Missed a day because I wasn't feel well and didn't remember about the blog until this morning.
So, like the last time I missed a day I am doing two in one.
Day 20, Difficult time in my life.
Leaving out all the "emotionally hard" times, since there are a lot, and leaving out my mom dying, since I just wrote about that the other day, I will chose a "how the fuck do I handle this" difficult time.
When I was 15 my dad and I were on allergy shots. The kind where they get stronger with each new vial. We had been on our shots for a few months, without any issue, until one day my dad started feeling off after his shots.
We had just gotten our new round of vials about two weeks before the incident happened. I wasn't having any issues with my shots, so I thought it was a little weird when my dad started saying he felt weird for a few hours after his shots.
Then one day, on our last vial for this round of shots, I gave my dad his shot like I did any other day. I was able to give myself my shots, but my dad couldn't get his arm to bend enough to give himself his shots.
Except this day wasn't like any other day.
Within two minutes of giving my dad his shot he started looking very pale and breathing a little funny. Shortly after I noticed the paleness my dad started gasping for air, but not expelling any air. His face started turning red and his lips were turning purple. That's when it hit me, my dads throat was closing off and he couldn't breath.
I got my dad into a chair and was yelling at my mom to get the adrenaline out of the fridge.
Each time we got a new dose of vials they gave us a vial of adrenaline, just in case we had a reaction to the medication.
My mom, god love her, wasn't moving. She was just standing in her corner, with this blank look on her face, waving her hands, and frantically repeating "I can't do it. I can't do it. I can't do it."
After about 30 seconds of me yelling at my mom, to snap her out of it, and to get the adrenaline, my brother comes out of his room to see what the hell is going on.
I scream "CALL 911!!" and run to the kitchen to get the adrenaline.
I grabbed my dads vial, and was about to close the fridge, when I grabbed mine as well. I ran back to the living room, filled the syringe, and slammed it into my dads arm. Normally I would have measured out the proper dosage, but I put the entire vials worth in the syringe.
After 10 seconds, with zero positive response from my dad, I filled another syringe halfway and slammed that one into my dads arm.
The entire time I'm yelling at my dad "LOOK AT ME!"
I was about to put the rest of the adrenaline in the syringe when I heard our front door open. The paramedics were there.
Thank god!
I give them the frantic, quick, explanation of what was going on as the female paramedic was walking towards my dad. She kept trying to get him to open his eyes and look at her as she was getting a syringe of something ready. She was giving him even more adrenaline.
It took about 5 minutes before my dad was able to keep his eyes open and start speaking in coherent sentences again.
After the paramedics made sure my dad was ok they made sure to tell me that if it wasn't for my quick thinking my dad would have been dead before they got to him.
We later found out that the nurse gave my dad someone elses vials on accident and when it was brought to their attention all they said was "Oops. Sorry."
My parents didn't pursue legal action, but the past few years my dad wishes they had.
Day 21, What do you want to be when you grow up
Well, when I was little I wanted to be a teacher. Specifically 2nd grade. But, I decided that wasn't for me when I found out I would have to take a class on teaching special education.
It's not something I am comfortable with.

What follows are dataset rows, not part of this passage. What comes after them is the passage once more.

//! Topic acquisition: the `fetch` command and the `POST /fetch` handler.
//!
//! A comma-separated topic list is fetched one topic at a time through the
//! shared [`FetchCache`]. A failure on one topic is recorded and the batch
//! moves on to the next.

use anyhow::Result;
use serde::Serialize;
use std::sync::Arc;
use std::time::Duration;

use paperdesk_core::clock::SystemClock;
use paperdesk_core::store::Store;

use crate::arxiv::ArxivClient;
use crate::cache::FetchCache;
use crate::config::Config;
use crate::sqlite_store::SqliteStore;
use crate::topics::print_topic_table;

/// Documents requested per topic when no count is given.
pub const DEFAULT_COUNT: usize = 50;

/// Upper bound on documents requested per topic.
pub const MAX_COUNT: usize = 200;

/// Outcome for one topic of a batch.
#[derive(Debug, Clone, Serialize)]
pub struct TopicFetch {
    pub topic: String,
    /// Documents the cache holds for the topic after the call.
    pub documents: usize,
    /// Documents obtained from the source during the call.
    pub fetched: usize,
    pub from_cache: bool,
}

#[derive(Debug, Clone, Serialize)]
pub struct TopicError {
    pub topic: String,
    pub message: String,
}

#[derive(Debug, Clone, Default, Serialize)]
pub struct BatchReport {
    pub results: Vec<TopicFetch>,
    pub errors: Vec<TopicError>,
}

/// Split a comma-separated topic list, dropping blank items.
pub fn split_topics(input: &str) -> Vec<String> {
    input
        .split(',')
        .map(|t| t.trim())
        .filter(|t| !t.is_empty())
        .map(|t| t.to_string())
        .collect()
}

/// Reject counts outside `1..=MAX_COUNT`.
pub fn check_count(count: usize) -> Result<usize> {
    if !(1..=MAX_COUNT).contains(&count) {
        anyhow::bail!("count must be between 1 and {}, got {}", MAX_COUNT, count);
    }
    Ok(count)
}

/// The freshness window for a request. Forcing a refresh means zero.
pub fn fetch_interval(config: &Config, force: bool) -> Duration {
    if force {
        Duration::ZERO
    } else {
        Duration::from_secs(config.cache.fetch_interval_secs)
    }
}

/// Build a fetch cache over the arXiv client and `store`.
pub fn arxiv_cache(config: &Config, store: Arc<dyn Store>) -> Result<FetchCache> {
    let source = ArxivClient::from_config(&config.source)?;
    Ok(FetchCache::new(
        Arc::new(source),
        store,
        Arc::new(SystemClock),
        config.source.batch_size,
    ))
}

/// Fetch every topic in order, collecting per-topic failures.
pub async fn fetch_topics(
    cache: &FetchCache,
    topics: &[String],
    count: usize,
    interval: Duration,
) -> BatchReport {
    let mut report = BatchReport::default();

    for topic in topics {
        match cache.fetch(topic, count, interval).await {
            Ok(outcome) => report.results.push(TopicFetch {
                topic: topic.clone(),
                documents: outcome.documents.len(),
                fetched: outcome.fetched,
                from_cache: outcome.from_cache,
            }),
            Err(e) => {
                tracing::warn!(topic = %topic, error = %e, "topic fetch failed");
                report.errors.push(TopicError {
                    topic: topic.clone(),
                    message: format!("{:#}", e),
                });
            }
        }
    }

    report
}

/// CLI entry point for `paperdesk fetch`.
pub async fn run_fetch(config: &Config, topics: &str, count: usize, force: bool) -> Result<()> {
    let count = check_count(count)?;
    let topics = split_topics(topics);
    if topics.is_empty() {
        anyhow::bail!("No topics given. Pass a comma-separated list, e.g. \"ai, robotics\".");
    }

    let store = SqliteStore::connect(config).await?;
    let cache = arxiv_cache(config, Arc::new(store.clone()))?;

    let report = fetch_topics(&cache, &topics, count, fetch_interval(config, force)).await;

    for result in &report.results {
        if result.from_cache {
            println!(
                "Using cached data for '{}' ({} documents)",
                result.topic, result.documents
            );
        } else {
            println!(
                "Fetched fresh data for '{}' ({} fetched, {} cached)",
                result.topic, result.fetched, result.documents
            );
        }
    }
    for error in &report.errors {
        eprintln!("Error fetching '{}': {}", error.topic, error.message);
    }

    println!();
    print_topic_table(&store.list_topics().await?);
    store.close().await;

    if !report.errors.is_empty() {
        anyhow::bail!(
            "{} of {} topic(s) failed",
            report.errors.len(),
            topics.len()
        );
    }
    Ok(())
}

So then I decided I wanted to work for the FBI, the BAU specifically. I wanted to be one of the people that caught serial killers. But, I found out that you had to be recruited in if you were over the age of 21. That you, also, had to have XX amount of years of training in certain fields of work.
After that I decided I wanted to work with at risk youth and/or battered women. Something like a counselor or therapist. I even went to school to start working on my degree for that. But, it took me 9 years to get 5 classes away from my Associates of the Arts degree, and I ran out of government grant money. I can't afford to go to school without it.
Now, at almost 34 I have zero idea what I want to be when I grow up.
However, I really hope I figure it out soon.